An exact transcription of the lines below, from the first through the one containing "of the request.", is the only output wanted.
Segment Start: Listed records
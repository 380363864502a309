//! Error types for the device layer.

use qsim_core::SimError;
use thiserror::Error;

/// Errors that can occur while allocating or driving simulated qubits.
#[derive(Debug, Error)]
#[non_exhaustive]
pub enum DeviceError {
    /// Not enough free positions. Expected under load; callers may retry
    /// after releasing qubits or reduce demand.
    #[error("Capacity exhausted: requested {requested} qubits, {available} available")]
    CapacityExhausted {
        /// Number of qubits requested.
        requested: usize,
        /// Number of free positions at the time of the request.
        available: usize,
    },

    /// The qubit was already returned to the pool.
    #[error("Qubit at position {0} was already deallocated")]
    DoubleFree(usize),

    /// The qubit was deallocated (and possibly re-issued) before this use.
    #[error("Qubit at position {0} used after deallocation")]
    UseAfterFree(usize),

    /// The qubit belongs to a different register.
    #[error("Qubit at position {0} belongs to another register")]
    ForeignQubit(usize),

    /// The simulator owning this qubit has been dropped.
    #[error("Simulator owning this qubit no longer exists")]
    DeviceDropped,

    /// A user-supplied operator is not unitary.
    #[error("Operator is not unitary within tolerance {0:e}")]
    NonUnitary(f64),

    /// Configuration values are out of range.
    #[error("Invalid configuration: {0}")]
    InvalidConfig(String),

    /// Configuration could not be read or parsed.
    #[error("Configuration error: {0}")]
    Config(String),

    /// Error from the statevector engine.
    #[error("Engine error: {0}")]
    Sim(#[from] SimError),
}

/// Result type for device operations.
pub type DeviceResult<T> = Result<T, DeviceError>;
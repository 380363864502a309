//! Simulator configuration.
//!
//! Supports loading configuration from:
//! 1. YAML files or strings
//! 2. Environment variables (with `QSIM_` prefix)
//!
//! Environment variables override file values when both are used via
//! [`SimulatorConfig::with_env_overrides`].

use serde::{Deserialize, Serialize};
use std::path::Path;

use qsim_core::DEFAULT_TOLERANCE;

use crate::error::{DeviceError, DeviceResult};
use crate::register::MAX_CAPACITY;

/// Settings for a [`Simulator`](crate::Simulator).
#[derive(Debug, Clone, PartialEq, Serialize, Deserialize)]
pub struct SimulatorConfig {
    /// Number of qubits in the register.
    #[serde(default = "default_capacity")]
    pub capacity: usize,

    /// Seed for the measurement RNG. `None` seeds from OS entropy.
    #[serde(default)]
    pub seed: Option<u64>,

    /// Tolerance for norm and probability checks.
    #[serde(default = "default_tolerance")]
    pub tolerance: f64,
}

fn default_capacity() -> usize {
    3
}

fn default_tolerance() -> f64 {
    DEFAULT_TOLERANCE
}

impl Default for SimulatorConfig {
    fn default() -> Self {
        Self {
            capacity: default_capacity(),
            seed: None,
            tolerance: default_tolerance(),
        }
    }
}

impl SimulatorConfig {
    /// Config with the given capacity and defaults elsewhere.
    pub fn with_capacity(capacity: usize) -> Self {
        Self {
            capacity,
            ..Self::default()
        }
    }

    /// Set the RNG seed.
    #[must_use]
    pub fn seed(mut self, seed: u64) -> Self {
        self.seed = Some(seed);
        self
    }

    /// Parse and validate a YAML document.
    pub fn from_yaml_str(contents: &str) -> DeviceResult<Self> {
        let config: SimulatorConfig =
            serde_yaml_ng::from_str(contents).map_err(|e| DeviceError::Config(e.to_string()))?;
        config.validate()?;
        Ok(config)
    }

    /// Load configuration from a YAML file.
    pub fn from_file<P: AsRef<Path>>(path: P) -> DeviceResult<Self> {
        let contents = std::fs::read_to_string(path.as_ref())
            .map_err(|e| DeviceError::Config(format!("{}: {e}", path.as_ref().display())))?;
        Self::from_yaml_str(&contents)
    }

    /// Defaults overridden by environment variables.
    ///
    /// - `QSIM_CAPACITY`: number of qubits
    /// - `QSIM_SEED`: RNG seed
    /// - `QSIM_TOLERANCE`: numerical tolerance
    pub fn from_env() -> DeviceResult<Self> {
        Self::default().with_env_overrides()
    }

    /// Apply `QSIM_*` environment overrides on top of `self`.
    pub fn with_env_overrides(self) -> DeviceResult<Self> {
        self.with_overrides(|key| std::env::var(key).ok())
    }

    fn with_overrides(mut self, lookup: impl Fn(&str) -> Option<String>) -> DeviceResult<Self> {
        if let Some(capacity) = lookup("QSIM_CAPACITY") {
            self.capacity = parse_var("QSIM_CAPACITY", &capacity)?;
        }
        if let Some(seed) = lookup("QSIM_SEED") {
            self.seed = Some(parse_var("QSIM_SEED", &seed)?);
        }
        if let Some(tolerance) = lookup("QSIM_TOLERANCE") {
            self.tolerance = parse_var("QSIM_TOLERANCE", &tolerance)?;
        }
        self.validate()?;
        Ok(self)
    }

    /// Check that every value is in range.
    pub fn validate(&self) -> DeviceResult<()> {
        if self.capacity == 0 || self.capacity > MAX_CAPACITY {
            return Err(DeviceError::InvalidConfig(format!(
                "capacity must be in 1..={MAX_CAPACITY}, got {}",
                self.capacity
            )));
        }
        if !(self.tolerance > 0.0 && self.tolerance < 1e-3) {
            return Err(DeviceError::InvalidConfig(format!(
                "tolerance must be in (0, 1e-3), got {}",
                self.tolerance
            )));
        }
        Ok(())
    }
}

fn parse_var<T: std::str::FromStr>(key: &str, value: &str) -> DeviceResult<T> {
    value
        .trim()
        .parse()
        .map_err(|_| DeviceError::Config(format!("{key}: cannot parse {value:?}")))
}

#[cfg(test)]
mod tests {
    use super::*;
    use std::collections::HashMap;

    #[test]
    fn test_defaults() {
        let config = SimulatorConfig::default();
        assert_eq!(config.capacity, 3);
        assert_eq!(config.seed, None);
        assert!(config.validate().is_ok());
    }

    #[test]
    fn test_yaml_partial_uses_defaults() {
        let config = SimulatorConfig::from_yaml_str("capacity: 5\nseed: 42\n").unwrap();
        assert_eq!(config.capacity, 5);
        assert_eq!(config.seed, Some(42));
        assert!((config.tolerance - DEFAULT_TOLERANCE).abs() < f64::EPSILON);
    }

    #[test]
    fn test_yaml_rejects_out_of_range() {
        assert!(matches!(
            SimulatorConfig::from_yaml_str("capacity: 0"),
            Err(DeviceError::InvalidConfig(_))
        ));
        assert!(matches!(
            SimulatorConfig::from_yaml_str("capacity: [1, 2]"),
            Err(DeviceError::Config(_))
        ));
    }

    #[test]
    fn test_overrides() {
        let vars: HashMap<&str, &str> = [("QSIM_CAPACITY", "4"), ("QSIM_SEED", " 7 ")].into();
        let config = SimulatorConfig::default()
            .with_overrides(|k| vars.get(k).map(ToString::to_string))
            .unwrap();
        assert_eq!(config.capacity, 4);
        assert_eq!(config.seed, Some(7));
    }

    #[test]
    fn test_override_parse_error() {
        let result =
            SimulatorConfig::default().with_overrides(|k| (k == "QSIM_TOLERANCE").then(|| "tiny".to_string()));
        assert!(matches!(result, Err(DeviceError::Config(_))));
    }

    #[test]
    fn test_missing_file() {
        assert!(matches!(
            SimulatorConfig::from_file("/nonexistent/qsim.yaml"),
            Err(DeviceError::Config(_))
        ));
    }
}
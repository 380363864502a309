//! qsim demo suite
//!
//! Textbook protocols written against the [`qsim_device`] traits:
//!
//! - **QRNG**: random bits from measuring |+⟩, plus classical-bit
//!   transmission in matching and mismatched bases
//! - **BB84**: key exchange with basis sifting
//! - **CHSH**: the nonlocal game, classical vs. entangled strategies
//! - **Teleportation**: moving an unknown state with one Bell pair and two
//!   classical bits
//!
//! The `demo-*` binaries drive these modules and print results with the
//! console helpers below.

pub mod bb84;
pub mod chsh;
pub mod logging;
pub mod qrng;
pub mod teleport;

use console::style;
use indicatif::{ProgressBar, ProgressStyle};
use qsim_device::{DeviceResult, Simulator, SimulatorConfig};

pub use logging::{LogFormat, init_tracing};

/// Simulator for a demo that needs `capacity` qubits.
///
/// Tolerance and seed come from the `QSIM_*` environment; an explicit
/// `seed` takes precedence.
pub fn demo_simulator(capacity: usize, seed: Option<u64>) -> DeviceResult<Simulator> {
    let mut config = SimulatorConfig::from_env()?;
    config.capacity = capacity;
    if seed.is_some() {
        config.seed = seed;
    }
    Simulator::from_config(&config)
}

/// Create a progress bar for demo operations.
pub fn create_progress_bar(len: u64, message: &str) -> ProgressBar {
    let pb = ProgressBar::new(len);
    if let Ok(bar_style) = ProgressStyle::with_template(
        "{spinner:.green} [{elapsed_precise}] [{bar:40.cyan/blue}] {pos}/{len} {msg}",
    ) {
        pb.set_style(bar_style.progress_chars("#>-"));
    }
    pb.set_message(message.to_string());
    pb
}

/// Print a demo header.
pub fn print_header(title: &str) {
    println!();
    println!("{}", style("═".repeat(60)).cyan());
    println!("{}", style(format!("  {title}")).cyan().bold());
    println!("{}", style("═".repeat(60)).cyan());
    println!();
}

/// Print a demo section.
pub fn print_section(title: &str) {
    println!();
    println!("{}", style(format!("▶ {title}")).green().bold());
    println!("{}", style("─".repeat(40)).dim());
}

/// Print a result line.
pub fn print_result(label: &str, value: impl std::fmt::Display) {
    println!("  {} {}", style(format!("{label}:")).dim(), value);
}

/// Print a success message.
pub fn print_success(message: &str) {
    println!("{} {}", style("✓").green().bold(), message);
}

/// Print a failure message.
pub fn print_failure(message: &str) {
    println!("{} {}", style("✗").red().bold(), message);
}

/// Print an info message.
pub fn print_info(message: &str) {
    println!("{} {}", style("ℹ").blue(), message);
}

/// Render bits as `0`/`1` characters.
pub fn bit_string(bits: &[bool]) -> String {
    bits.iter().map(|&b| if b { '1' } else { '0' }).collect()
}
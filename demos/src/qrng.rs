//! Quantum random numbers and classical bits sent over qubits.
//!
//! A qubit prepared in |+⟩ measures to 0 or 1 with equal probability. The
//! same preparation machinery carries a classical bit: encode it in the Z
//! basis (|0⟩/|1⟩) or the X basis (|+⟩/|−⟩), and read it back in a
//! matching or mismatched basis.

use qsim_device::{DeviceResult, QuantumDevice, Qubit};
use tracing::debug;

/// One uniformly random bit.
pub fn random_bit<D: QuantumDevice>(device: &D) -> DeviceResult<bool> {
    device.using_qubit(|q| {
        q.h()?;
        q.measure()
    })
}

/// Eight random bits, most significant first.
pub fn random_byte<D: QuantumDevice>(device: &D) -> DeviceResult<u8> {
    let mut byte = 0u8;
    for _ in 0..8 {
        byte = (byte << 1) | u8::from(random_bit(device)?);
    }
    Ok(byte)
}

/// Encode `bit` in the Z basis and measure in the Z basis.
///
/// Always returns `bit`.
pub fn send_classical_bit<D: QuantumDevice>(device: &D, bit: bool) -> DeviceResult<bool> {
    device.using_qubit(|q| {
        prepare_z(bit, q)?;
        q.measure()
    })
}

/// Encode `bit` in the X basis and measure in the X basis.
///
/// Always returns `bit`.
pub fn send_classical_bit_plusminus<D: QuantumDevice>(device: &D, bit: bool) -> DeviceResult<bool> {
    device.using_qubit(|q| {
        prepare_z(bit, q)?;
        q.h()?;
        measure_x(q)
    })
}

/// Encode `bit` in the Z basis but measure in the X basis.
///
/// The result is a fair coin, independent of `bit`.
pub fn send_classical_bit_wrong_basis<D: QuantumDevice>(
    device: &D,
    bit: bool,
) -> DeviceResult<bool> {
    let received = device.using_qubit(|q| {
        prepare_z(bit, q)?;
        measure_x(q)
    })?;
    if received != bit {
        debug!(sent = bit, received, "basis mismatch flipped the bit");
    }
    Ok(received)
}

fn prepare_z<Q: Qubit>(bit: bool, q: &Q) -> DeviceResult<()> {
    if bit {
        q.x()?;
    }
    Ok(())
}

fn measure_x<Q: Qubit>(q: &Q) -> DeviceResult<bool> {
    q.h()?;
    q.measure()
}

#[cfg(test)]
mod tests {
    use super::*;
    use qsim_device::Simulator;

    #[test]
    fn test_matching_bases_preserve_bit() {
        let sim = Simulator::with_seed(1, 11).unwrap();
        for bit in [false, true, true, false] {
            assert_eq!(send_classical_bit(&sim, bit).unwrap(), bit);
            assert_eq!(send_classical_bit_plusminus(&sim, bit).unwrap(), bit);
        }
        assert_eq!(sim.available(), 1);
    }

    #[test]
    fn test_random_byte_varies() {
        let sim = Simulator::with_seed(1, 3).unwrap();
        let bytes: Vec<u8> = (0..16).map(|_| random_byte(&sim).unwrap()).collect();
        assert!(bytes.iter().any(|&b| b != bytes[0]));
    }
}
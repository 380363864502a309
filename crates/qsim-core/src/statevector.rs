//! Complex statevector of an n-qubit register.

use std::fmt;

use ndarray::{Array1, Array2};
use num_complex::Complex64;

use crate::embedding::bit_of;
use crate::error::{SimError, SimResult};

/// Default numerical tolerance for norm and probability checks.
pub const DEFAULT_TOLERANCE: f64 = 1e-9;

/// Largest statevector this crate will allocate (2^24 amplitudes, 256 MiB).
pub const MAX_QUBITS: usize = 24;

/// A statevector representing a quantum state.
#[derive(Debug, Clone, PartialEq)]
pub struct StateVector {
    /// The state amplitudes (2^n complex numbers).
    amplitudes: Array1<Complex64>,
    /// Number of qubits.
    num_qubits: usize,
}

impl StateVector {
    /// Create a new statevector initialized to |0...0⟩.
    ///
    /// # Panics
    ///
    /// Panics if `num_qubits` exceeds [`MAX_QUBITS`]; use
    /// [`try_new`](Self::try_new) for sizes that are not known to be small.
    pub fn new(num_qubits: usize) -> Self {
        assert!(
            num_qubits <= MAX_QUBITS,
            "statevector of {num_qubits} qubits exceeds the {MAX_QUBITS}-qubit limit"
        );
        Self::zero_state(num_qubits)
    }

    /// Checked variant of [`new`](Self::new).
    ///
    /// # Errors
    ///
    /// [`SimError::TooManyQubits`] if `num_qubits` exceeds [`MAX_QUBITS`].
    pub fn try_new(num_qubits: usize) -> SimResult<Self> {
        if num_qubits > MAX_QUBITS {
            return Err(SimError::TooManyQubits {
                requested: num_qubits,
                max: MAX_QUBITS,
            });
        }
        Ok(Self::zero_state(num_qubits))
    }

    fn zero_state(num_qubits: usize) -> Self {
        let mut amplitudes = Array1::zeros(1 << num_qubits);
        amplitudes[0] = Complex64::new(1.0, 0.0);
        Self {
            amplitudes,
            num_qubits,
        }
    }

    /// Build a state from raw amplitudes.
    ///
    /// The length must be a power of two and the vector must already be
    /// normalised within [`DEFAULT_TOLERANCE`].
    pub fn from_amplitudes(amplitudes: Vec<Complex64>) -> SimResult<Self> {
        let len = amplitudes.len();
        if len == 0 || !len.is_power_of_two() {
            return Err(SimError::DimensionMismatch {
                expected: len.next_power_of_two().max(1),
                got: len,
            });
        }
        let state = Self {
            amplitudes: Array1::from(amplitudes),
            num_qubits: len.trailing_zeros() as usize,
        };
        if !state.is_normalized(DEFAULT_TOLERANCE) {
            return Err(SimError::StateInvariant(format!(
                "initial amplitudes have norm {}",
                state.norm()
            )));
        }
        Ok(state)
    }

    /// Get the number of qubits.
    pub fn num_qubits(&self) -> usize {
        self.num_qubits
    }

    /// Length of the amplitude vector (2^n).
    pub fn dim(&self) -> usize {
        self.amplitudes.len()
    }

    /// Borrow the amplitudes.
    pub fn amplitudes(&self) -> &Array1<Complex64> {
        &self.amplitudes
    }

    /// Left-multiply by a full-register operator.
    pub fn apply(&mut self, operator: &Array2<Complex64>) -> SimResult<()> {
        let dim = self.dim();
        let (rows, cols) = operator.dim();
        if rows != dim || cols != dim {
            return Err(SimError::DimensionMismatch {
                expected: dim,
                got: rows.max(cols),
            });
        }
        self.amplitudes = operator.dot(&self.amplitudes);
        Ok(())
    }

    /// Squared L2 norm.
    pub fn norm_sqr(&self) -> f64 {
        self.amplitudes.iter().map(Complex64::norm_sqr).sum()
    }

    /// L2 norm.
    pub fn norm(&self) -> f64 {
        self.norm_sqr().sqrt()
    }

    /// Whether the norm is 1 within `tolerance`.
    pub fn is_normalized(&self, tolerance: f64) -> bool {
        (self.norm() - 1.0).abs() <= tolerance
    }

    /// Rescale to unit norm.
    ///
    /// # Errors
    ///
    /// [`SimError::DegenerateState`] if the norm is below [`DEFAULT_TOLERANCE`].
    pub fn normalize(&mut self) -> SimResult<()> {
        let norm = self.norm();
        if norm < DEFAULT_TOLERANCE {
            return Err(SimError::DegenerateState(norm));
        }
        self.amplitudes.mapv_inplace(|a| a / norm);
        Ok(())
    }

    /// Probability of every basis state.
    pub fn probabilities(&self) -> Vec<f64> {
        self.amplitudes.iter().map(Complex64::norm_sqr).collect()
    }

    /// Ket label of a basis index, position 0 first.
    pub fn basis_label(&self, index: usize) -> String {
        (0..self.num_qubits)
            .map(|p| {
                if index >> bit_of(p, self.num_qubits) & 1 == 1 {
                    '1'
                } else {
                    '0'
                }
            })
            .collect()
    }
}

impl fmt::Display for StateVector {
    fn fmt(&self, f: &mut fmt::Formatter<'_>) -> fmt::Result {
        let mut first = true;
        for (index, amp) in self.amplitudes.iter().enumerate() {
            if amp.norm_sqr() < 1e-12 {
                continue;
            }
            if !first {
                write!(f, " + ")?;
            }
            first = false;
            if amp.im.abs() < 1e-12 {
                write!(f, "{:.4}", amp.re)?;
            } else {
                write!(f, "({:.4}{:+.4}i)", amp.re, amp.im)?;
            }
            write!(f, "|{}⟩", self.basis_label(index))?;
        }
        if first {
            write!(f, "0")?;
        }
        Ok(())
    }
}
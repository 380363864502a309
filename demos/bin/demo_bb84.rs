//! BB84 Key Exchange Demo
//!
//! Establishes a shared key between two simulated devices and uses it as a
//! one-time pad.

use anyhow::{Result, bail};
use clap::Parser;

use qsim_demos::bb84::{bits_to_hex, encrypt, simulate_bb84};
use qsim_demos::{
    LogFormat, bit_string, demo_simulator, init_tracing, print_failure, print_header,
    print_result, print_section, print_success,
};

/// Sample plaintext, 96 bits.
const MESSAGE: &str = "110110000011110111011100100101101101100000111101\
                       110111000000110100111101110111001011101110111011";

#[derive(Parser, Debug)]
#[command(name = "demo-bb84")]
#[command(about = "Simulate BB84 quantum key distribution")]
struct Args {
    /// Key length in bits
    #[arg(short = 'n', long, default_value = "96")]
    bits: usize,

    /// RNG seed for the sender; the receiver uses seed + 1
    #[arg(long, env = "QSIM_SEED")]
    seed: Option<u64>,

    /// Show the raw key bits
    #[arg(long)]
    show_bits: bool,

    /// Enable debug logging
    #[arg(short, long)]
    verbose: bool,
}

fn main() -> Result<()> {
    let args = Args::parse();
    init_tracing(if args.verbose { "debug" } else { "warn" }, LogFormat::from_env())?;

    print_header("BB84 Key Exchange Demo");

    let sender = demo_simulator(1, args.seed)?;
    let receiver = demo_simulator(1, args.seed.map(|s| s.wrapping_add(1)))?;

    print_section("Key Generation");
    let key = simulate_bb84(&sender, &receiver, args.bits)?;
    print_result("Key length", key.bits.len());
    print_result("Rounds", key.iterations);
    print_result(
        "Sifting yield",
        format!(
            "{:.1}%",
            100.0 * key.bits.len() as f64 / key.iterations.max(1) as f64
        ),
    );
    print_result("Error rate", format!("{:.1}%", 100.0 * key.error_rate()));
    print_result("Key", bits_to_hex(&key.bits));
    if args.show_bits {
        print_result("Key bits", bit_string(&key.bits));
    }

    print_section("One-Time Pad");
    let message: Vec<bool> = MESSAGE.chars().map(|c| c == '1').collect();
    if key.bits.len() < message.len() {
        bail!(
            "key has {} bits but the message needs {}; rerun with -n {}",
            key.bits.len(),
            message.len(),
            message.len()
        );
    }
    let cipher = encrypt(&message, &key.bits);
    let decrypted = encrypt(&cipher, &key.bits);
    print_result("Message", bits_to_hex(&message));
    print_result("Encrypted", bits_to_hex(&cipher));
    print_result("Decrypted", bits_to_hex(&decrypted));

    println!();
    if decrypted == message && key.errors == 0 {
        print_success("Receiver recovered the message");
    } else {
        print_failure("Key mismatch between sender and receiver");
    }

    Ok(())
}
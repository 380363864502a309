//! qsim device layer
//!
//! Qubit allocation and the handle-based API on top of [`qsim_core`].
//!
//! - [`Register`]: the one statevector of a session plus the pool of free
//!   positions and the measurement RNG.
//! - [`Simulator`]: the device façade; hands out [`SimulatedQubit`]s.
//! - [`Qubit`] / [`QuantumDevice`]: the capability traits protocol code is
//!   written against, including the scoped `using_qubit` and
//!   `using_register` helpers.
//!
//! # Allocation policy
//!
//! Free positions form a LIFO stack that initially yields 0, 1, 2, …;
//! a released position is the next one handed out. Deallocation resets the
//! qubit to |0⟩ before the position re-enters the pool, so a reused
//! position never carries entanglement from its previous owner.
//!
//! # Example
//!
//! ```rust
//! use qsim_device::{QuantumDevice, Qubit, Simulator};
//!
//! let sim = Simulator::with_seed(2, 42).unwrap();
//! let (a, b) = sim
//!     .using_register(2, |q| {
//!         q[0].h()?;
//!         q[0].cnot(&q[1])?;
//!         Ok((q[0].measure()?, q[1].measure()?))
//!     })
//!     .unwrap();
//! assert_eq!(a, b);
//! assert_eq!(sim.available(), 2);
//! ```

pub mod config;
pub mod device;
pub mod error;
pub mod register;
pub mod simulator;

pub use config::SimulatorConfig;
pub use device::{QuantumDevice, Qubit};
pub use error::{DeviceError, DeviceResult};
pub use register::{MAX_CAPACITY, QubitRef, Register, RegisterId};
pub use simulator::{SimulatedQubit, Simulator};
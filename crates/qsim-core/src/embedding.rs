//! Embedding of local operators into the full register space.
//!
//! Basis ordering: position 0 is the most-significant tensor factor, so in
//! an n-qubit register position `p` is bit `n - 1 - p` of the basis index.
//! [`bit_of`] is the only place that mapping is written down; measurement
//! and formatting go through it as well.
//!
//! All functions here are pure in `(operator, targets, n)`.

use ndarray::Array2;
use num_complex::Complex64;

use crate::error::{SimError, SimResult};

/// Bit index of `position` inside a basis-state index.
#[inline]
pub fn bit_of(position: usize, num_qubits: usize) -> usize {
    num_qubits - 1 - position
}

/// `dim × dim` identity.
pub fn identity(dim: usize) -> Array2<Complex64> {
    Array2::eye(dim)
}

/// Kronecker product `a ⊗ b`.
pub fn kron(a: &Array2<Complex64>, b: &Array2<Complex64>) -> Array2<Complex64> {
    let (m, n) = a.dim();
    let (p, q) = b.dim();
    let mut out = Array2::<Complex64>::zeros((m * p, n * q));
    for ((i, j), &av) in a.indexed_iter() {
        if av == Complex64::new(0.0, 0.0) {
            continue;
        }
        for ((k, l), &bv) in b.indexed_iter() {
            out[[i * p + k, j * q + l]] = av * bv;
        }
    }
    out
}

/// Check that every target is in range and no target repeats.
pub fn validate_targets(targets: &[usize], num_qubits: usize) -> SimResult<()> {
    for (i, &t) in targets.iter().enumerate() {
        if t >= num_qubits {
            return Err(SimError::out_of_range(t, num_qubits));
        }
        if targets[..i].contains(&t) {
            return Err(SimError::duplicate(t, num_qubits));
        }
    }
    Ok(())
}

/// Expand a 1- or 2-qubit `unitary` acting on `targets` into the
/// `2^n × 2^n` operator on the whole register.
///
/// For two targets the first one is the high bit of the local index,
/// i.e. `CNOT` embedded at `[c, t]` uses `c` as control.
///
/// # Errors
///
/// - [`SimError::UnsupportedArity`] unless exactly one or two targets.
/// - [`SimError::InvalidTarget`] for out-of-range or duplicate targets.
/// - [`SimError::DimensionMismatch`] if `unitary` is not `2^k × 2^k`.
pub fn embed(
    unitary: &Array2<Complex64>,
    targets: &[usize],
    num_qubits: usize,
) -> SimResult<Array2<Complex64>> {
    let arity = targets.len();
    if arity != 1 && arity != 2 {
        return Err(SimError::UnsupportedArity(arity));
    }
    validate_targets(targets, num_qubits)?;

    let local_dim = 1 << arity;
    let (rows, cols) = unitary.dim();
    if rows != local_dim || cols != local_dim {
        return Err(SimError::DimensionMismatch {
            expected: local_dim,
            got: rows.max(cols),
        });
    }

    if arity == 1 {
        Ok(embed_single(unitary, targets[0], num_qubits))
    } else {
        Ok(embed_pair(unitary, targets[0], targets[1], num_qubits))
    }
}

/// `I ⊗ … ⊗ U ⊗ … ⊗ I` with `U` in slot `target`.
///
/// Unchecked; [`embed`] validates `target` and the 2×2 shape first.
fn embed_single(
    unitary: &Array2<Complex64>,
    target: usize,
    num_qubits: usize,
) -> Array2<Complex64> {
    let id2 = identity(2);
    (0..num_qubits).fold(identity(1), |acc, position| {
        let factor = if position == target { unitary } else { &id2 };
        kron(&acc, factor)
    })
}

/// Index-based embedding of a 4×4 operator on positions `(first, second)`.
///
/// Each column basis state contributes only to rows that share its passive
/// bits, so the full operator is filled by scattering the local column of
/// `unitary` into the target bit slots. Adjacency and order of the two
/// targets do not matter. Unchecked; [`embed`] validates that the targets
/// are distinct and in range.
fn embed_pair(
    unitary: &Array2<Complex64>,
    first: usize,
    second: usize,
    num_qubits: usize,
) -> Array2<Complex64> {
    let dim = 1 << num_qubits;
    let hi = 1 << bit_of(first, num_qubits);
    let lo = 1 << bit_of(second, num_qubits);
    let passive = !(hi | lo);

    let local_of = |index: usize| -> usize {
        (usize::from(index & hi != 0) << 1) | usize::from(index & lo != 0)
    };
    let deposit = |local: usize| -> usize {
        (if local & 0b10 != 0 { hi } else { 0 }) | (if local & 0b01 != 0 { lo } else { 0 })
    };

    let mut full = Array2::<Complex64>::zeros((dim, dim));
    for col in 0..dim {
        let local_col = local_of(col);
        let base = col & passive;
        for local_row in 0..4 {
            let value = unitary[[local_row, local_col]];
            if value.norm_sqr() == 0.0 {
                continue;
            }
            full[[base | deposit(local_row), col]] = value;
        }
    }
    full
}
Segment End: Listed records
Task solution:
repository 380363864502a309
//! Error types for the device layer.

use qsim_core::SimError;
use thiserror::Error;

/// Errors that can occur while allocating or driving simulated qubits.
#[derive(Debug, Error)]
#[non_exhaustive]
pub enum DeviceError {
    /// Not enough free positions. Expected under load; callers may retry
    /// after releasing qubits or reduce demand.
    #[error("Capacity exhausted: requested {requested} qubits, {available} available")]
    CapacityExhausted {
        /// Number of qubits requested.
        requested: usize,
        /// Number of free positions at the time of the request.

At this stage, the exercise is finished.